BEGIN Data records

/// Flags byte of a thermometer frame.
#[derive(Debug, Clone, Copy, PartialEq, Eq)]
#[cfg_attr(feature = "serde", derive(Serialize, Deserialize))]
#[cfg_attr(feature = "serde", serde(rename_all = "PascalCase"))]
pub struct ThermometerFlags {
    pub unit: TemperatureUnit,
    pub timestamp_flag: bool,
    pub type_flag: bool,
    pub has_fever: bool,
}

impl ThermometerFlags {
    fn from_byte(flags: u8) -> Self {
        Self {
            unit: if flags & 0x80 != 0 {
                TemperatureUnit::Celsius
            } else {
                TemperatureUnit::Fahrenheit
            },
            timestamp_flag: flags & 0x40 == 0,
            type_flag: flags & 0x20 == 0,
            has_fever: flags & 0x01 == 0,
        }
    }
}

/// Thermometer reading (Health Thermometer profile, FT95 layout).
#[derive(Debug, Clone, Copy, PartialEq)]
#[cfg_attr(feature = "serde", derive(Serialize, Deserialize))]
#[cfg_attr(feature = "serde", serde(rename_all = "PascalCase"))]
pub struct ThermometerMeasurement {
    pub flags: ThermometerFlags,
    /// Raw temperature in tenths of a degree.
    pub temperature_tenths: i16,
    /// Temperature in degrees of [`ThermometerFlags::unit`].
    pub temperature: f32,
    pub timestamp: Timestamp,
    /// Measurement site.
    ///
    /// The peripheral's layout puts this at byte 2, which is also the high
    /// byte of the temperature field. A temperature high byte of exactly
    /// `0x02` therefore reads as `Body`, anything else as `Object`.
    #[cfg_attr(feature = "serde", serde(rename = "Type"))]
    pub body_or_object: TemperatureType,
}

impl ThermometerMeasurement {
    /// Decode a 13-byte thermometer frame.
    ///
    /// Layout: flags, `i16` temperature (tenths), two unused bytes, date-time
    /// at offset 5, one trailing byte.
    ///
    /// # Examples
    ///
    /// ```
    /// use medlink_types::measurements::{TemperatureUnit, ThermometerMeasurement};
    ///
    /// let m = ThermometerMeasurement::from_bytes(&[7, 226, 3, 0, 255, 225, 7, 4, 13, 14, 7, 0, 255]).unwrap();
    /// assert_eq!(m.temperature_tenths, 994);
    /// assert_eq!(m.flags.unit, TemperatureUnit::Fahrenheit);
    /// ```
    #[must_use]
    pub fn from_bytes(data: &[u8]) -> Option<Self> {
        if data.len() != THERMOMETER_FRAME_LEN {
            return None;
        }

        let mut buf = data;
        let flags = ThermometerFlags::from_byte(buf.get_u8());
        let temperature_tenths = buf.get_i16_le();
        buf.advance(2);
        let timestamp = read_timestamp(&mut buf);

        Some(Self {
            flags,
            temperature_tenths,
            temperature: f32::from(temperature_tenths) / 10.0,
            timestamp,
            body_or_object: if data[2] == 0x02 {
                TemperatureType::Body
            } else {
                TemperatureType::Object
            },
        })
    }
}

/// Glucometer reading (Glucose profile, GL50 evo layout).
#[derive(Debug, Clone, Copy, PartialEq)]
#[cfg_attr(feature = "serde", derive(Serialize))]
#[cfg_attr(feature = "serde", serde(rename_all = "PascalCase"))]
pub struct GlucometerMeasurement {
    #[cfg_attr(feature = "serde", serde(skip))]
    pub flags: u8,
    pub sequence_number: i16,
    pub timestamp: Timestamp,
    /// Glucose concentration in [`GlucometerMeasurement::UNIT`].
    #[cfg_attr(feature = "serde", serde(rename = "Glucose"))]
    pub glucose_value: f64,
    pub unit: &'static str,
}

impl GlucometerMeasurement {
    /// Unit of [`GlucometerMeasurement::glucose_value`].
    pub const UNIT: &'static str = "mmol/L";

    /// Decode a glucometer frame of at least 11 bytes.
    ///
    /// Layout: flags, `i16` sequence number, date-time, glucose byte
    /// (tenths of mmol/L). Trailing bytes are ignored.
    #[must_use]
    pub fn from_bytes(data: &[u8]) -> Option<Self> {
        if data.len() < MIN_GLUCOMETER_FRAME_LEN {
            return None;
        }

        let mut buf = data;
        let flags = buf.get_u8();
        let sequence_number = buf.get_i16_le();
        let timestamp = read_timestamp(&mut buf);
        let glucose = buf.get_u8();

        Some(Self {
            flags,
            sequence_number,
            timestamp,
            glucose_value: f64::from(glucose) / 10.0,
            unit: Self::UNIT,
        })
    }
}

/// One oximeter history record (PO60 layout).
#[derive(Debug, Clone, Copy, PartialEq, Eq)]
#[cfg_attr(feature = "serde", derive(Serialize, Deserialize))]
#[cfg_attr(feature = "serde", serde(rename_all = "PascalCase"))]
pub struct OximeterMeasurement {
    pub header: u8,
    pub packet_number: u8,
    #[cfg_attr(feature = "serde", serde(rename = "Start"))]
    pub start: Timestamp,
    #[cfg_attr(feature = "serde", serde(rename = "End"))]
    pub end: Timestamp,
    #[cfg_attr(feature = "serde", serde(rename = "SpO2"))]
    pub spo2: Range<u16>,
    pub pulse_rate: Range<u16>,
}

impl OximeterMeasurement {
    /// Decode a 24-byte oximeter record.
    ///
    /// Years are single bytes offset from 2000. Byte 14 carries high bits for
    /// the pulse-rate range: bit 4 → min, bit 3 → average, bit 5 → max, each
    /// added as `(msb & mask) * 16`. The SpO2 range takes no correction.
    ///
    /// # Examples
    ///
    /// ```
    /// use medlink_types::measurements::OximeterMeasurement;
    ///
    /// let record = [
    ///     0xE9, 0x00, 0x0F, 0x0B, 0x06, 0x0D, 0x14, 0x25, 0x0F, 0x0B, 0x06, 0x0D,
    ///     0x14, 0x3A, 0x00, 0x00, 0x16, 0x60, 0x60, 0x60, 0x6F, 0x6E, 0x6E, 0x4B,
    /// ];
    /// let m = OximeterMeasurement::from_bytes(&record).unwrap();
    /// assert_eq!(m.start.year, 2015);
    /// assert_eq!(m.spo2.max, 0x60);
    /// ```
    #[must_use]
    pub fn from_bytes(data: &[u8]) -> Option<Self> {
        if data.len() != OXIMETER_RECORD_LEN {
            return None;
        }

        let timestamp_at = |offset: usize| {
            Timestamp::new(
                2000 + u16::from(data[offset]),
                data[offset + 1],
                data[offset + 2],
                data[offset + 3],
                data[offset + 4],
                data[offset + 5],
            )
        };
        let msb = u16::from(data[14]);
        let corrected = |base: u8, mask: u16| u16::from(base) + (msb & mask) * 16;

        Some(Self {
            header: data[0],
            packet_number: data[1] & 0x0F,
            start: timestamp_at(2),
            end: timestamp_at(8),
            spo2: Range {
                min: u16::from(data[18]),
                average: u16::from(data[19]),
                max: u16::from(data[17]),
            },
            pulse_rate: Range {
                min: corrected(data[21], 0x10),
                average: corrected(data[22], 0x08),
                max: corrected(data[20], 0x20),
            },
        })
    }

    /// Split a concatenation of records into 24-byte chunks and return the
    /// record with the latest start timestamp.
    ///
    /// A trailing partial record is ignored. On equal start timestamps the
    /// earlier record is kept.
    #[must_use]
    pub fn latest_of(data: &[u8]) -> Option<Self> {
        data.chunks_exact(OXIMETER_RECORD_LEN)
            .filter_map(Self::from_bytes)
            .fold(None, |latest: Option<Self>, record| match latest {
                Some(current) if current.start >= record.start => Some(current),
                _ => Some(record),
            })
    }
}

END Data records

→ Task prompt
Scan the data for lines with the word "ThermometerFlags". Report only how many there are.

→ Exercise answer
5